Hi, given this DataFrame :
A=DataFrame(a=[1:2;missing;4], b=1:4)
4×2 DataFrames.DataFrame
│ Row │ a │ b │
├─────┼─────────┼───┤
│ 1 │ 1 │ 1 │
│ 2 │ 2 │ 2 │
│ 3 │ missing │ 3 │
│ 4 │ 4 │ 4 │
eltypes(A)
2-element Array{Type,1}:
Union{Int64, Missings.Missing}
Int64
how can I remove missings so to get :
3×2 DataFrames.DataFrame
│ Row │ a │ b │
├─────┼───┼───┤
│ 1 │ 1 │ 1 │
│ 2 │ 2 │ 2 │
│ 3 │ 4 │ 4 │
eltypes(ans)
2-element Array{Type,1}:
Int64
Int64
Thanks for help.
swt30
2
Use completecases
to get the rows that are not missing, then index into A:
A[completecases(A), :]
7 Likes
swt30
3
Oh and then if you want the column types to not allow for missing values, you will need to call disallowmissing!

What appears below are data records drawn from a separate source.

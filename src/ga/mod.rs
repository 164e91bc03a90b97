//! Genetic search over rule-order permutations.
//!
//! Implements the permutation-preserving operators and the selection
//! policies used by the evolution engine.
//!
//! # Encoding
//!
//! The genome is a permutation of the any-phase rule set. Every operator
//! guarantees the child is a permutation of the same set — no duplicates,
//! no omissions, rule count never altered.
//!
//! # Submodules
//!
//! - [`operators`]: runtime-selectable crossover and mutation strategies
//! - [`selection`]: tournament and rank-based parent selection, elitism
//!
//! # Reference
//! - Goldberg (1989), "Genetic Algorithms in Search, Optimization and
//!   Machine Learning", Ch. 5 (order-based operators)
//! - Eiben & Smith (2015), "Introduction to Evolutionary Computing", Ch. 4

pub mod operators;
pub mod selection;

pub use operators::{
    invert_mutation, order_crossover, pmx_crossover, swap_mutation, CrossoverType,
    GeneticOperators, MutationType,
};
pub use selection::{elites, select_parents, SelectionType};
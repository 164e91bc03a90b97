//! Tuning domain models.
//!
//! Core data types for evolving rule-application orders:
//!
//! | Type | Role |
//! |------|------|
//! | [`RuleSet`] | Canonical any-phase rules, in default order |
//! | [`Individual`] | One candidate permutation + its fitness |
//! | [`Population`] | Individuals of one generation |
//! | [`EvaluationRecord`] | Outcome of one external run |
//! | [`FitnessReport`] | Per-individual aggregation of records |

mod individual;
mod population;
mod report;
mod rules;

pub use individual::Individual;
pub use population::Population;
pub use report::{EvaluationRecord, FitnessReport, ReportStatus, RunOutcome};
pub use rules::RuleSet;
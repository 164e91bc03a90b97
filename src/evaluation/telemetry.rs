//! Telemetry parsing and audit artifacts.
//!
//! The external synthesizer writes one telemetry CSV per run, at a path
//! derived from the run's identity. The only field the tuner needs is the
//! `Time(mut)` column (elapsed synthesis time in milliseconds); it is
//! folded into the run's elapsed seconds by one explicit pass over the
//! rows.
//!
//! After aggregation the evaluator writes one stats artifact per
//! individual (`stats-performance_{pop}_{ind}.csv`) for external
//! reporting tooling. The tuner never reads it back.

use std::fs;
use std::io::Write;
use std::path::{Path, PathBuf};

use thiserror::Error;

use crate::models::{FitnessReport, RunOutcome};

/// Column carrying elapsed synthesis time, in milliseconds.
pub const TIME_COLUMN: &str = "Time(mut)";

/// Telemetry that is present but unusable.
///
/// Treated exactly like a crashed run: the evaluator records the run as
/// failed and charges the penalty. Never propagated upward.
#[derive(Debug, Error)]
pub enum TelemetryError {
    /// The telemetry file could not be read.
    #[error("telemetry {path:?}: {source}")]
    Io {
        path: PathBuf,
        #[source]
        source: std::io::Error,
    },

    /// The header row lacks the required time column.
    #[error("telemetry {path:?} has no '{TIME_COLUMN}' column")]
    MissingTimeColumn { path: PathBuf },

    /// A data row's time cell is not a number.
    #[error("telemetry {path:?} line {line}: unparsable time '{value}'")]
    BadValue {
        path: PathBuf,
        line: usize,
        value: String,
    },

    /// Header only, no measurements.
    #[error("telemetry {path:?} contains no data rows")]
    NoRows { path: PathBuf },
}

/// Path of the telemetry file one run writes.
pub fn run_telemetry_path(
    results_dir: &Path,
    population_id: u32,
    individual_id: u32,
    benchmark: &Path,
    repetition: u32,
) -> PathBuf {
    let bench = benchmark
        .file_stem()
        .and_then(|s| s.to_str())
        .unwrap_or("benchmark");
    results_dir.join(format!(
        "telemetry_{population_id}_{individual_id}_{bench}_{repetition}.csv"
    ))
}

/// Path of the per-individual aggregated stats artifact.
pub fn stats_path(results_dir: &Path, population_id: u32, individual_id: u32) -> PathBuf {
    results_dir.join(format!(
        "stats-performance_{population_id}_{individual_id}.csv"
    ))
}

/// Reads one run's telemetry and folds the time column into elapsed
/// seconds.
pub fn read_elapsed_secs(path: &Path) -> Result<f64, TelemetryError> {
    let contents = fs::read_to_string(path).map_err(|source| TelemetryError::Io {
        path: path.to_path_buf(),
        source,
    })?;
    let mut lines = contents.lines().enumerate();

    let header = lines
        .next()
        .ok_or_else(|| TelemetryError::NoRows {
            path: path.to_path_buf(),
        })?
        .1;
    let time_index = header
        .split(',')
        .position(|column| column.trim() == TIME_COLUMN)
        .ok_or_else(|| TelemetryError::MissingTimeColumn {
            path: path.to_path_buf(),
        })?;

    let mut total_ms = 0.0;
    let mut rows = 0usize;
    for (line_index, line) in lines {
        if line.trim().is_empty() {
            continue;
        }
        let cell = line.split(',').nth(time_index).unwrap_or("").trim();
        let value: f64 = cell.parse().map_err(|_| TelemetryError::BadValue {
            path: path.to_path_buf(),
            line: line_index + 1,
            value: cell.to_string(),
        })?;
        total_ms += value;
        rows += 1;
    }
    if rows == 0 {
        return Err(TelemetryError::NoRows {
            path: path.to_path_buf(),
        });
    }
    Ok(total_ms / 1000.0)
}

/// Writes the per-individual audit artifact: one row per run plus a
/// trailing total row carrying the aggregated fitness.
pub fn write_stats(path: &Path, report: &FitnessReport) -> std::io::Result<()> {
    let mut file = fs::File::create(path)?;
    writeln!(
        file,
        "populationID,individualID,benchmark,repetition,status,elapsedSecs"
    )?;
    for record in &report.records {
        let elapsed = match &record.outcome {
            RunOutcome::Succeeded { elapsed_secs } => format!("{elapsed_secs}"),
            RunOutcome::Failed { .. } | RunOutcome::TimedOut => String::new(),
        };
        writeln!(
            file,
            "{},{},{},{},{},{}",
            report.population_id,
            report.individual_id,
            record.benchmark.display(),
            record.repetition,
            record.outcome.label(),
            elapsed
        )?;
    }
    writeln!(
        file,
        "{},{},TOTAL,,{},{}",
        report.population_id,
        report.individual_id,
        match report.status {
            crate::models::ReportStatus::Complete => "complete",
            crate::models::ReportStatus::Partial => "partial",
        },
        report.fitness
    )?;
    Ok(())
}
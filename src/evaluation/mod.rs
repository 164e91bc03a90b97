//! External evaluation of individuals.
//!
//! Coordinates the unreliable, long-running external synthesizer under
//! per-run timeouts and a bounded worker pool, and turns raw run
//! telemetry into scalar fitness values.
//!
//! # Submodules
//!
//! - [`runner`]: the `ExternalRunner` capability and the process-spawning
//!   production implementation
//! - [`telemetry`]: per-run telemetry parsing and per-individual audit
//!   artifacts
//! - [`evaluator`]: aggregation and the generation-level evaluation
//!   barrier

pub mod evaluator;
pub mod runner;
pub mod telemetry;

pub use evaluator::FitnessEvaluator;
pub use runner::{ExternalRunner, RunRequest, SynthesizerRunner};
pub use telemetry::TelemetryError;
//! Evolutionary tuner for program-synthesizer rule-application orders.
//!
//! Evolves the relative order of a synthesizer's "any-phase" rules with a
//! generational genetic algorithm. Candidates are scored by real,
//! expensive, occasionally non-terminating synthesis runs: each
//! individual's genome is written to a JSON file, the synthesizer is
//! launched per benchmark and repetition under a hard wall-clock timeout,
//! and its telemetry is folded into a scalar fitness (total elapsed time,
//! lower = better).
//!
//! # Modules
//!
//! - **`models`**: `RuleSet`, `Individual`, `Population`, evaluation
//!   records and fitness reports
//! - **`codec`**: fail-closed JSON genome persistence, addressed by
//!   `(population_id, individual_id)`
//! - **`ga`**: permutation-preserving crossover/mutation and selection
//! - **`evaluation`**: external-process runner, telemetry, bounded
//!   worker-pool evaluation barrier
//! - **`engine`**: the generational state machine
//!
//! # Architecture
//!
//! The synthesizer itself is out of scope: all interaction is process
//! invocation plus file-based genome/telemetry exchange. Per-run failures
//! are absorbed into fitness as penalties; only structural problems
//! (malformed configuration, unlaunchable binary) abort an experiment.

pub mod codec;
pub mod config;
pub mod engine;
pub mod error;
pub mod evaluation;
pub mod ga;
pub mod models;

on the result as well. So:
julia> A = DataFrame(a = [1:2;missing;4], b = 1:4)
4×2 DataFrames.DataFrame
│ Row │ a │ b │
├─────┼─────────┼───┤
│ 1 │ 1 │ 1 │
│ 2 │ 2 │ 2 │
│ 3 │ missing │ 3 │
│ 4 │ 4 │ 4 │
julia> eltypes(A)
2-element Array{Type,1}:
Union{Int64, Missings.Missing}
Int64
julia> B = A[completecases(A), :]
3×2 DataFrames.DataFrame
│ Row │ a │ b │
├─────┼───┼───┤
│ 1 │ 1 │ 1 │
│ 2 │ 2 │ 2 │
│ 3 │ 4 │ 4 │
julia> eltypes(B)
2-element Array{Type,1}:
Union{Int64, Missings.Missing}
Int64
julia> disallowmissing!(B)
3×2 DataFrames.DataFrame
│ Row │ a │ b │
├─────┼───┼───┤
│ 1 │ 1 │ 1 │
│ 2 │ 2 │ 2 │
│ 3 │ 4 │ 4 │
julia> eltypes(B)
2-element Array{Type,1}:
Int64
Int64
6 Likes
dropmissing
and dropmissing!
are slightly more convenient ways of doing this.
6 Likes
What’s the nicest way to filter missing
s out based on a single column? E.g. if the original example were
│ Row │ a │ b │
├─────┼─────────┼─────────┤
│ 1 │ 1 │ missing │
│ 2 │ 2 │ 2 │
│ 3 │ missing │ 3 │
│ 4 │ 4 │ 4 │
And I wanted to filter out the missing
s only in column a so that I got
│ Row │ a │ b │
├─────┼───┼─────────┤
│ 1 │ 1 │ missing │
│ 2 │ 2 │ 2 │
│ 3 │ 4 │ 4 │
Found the answer in the docs. In this case, it would be:
dropmissing(df, :a)
6 Likes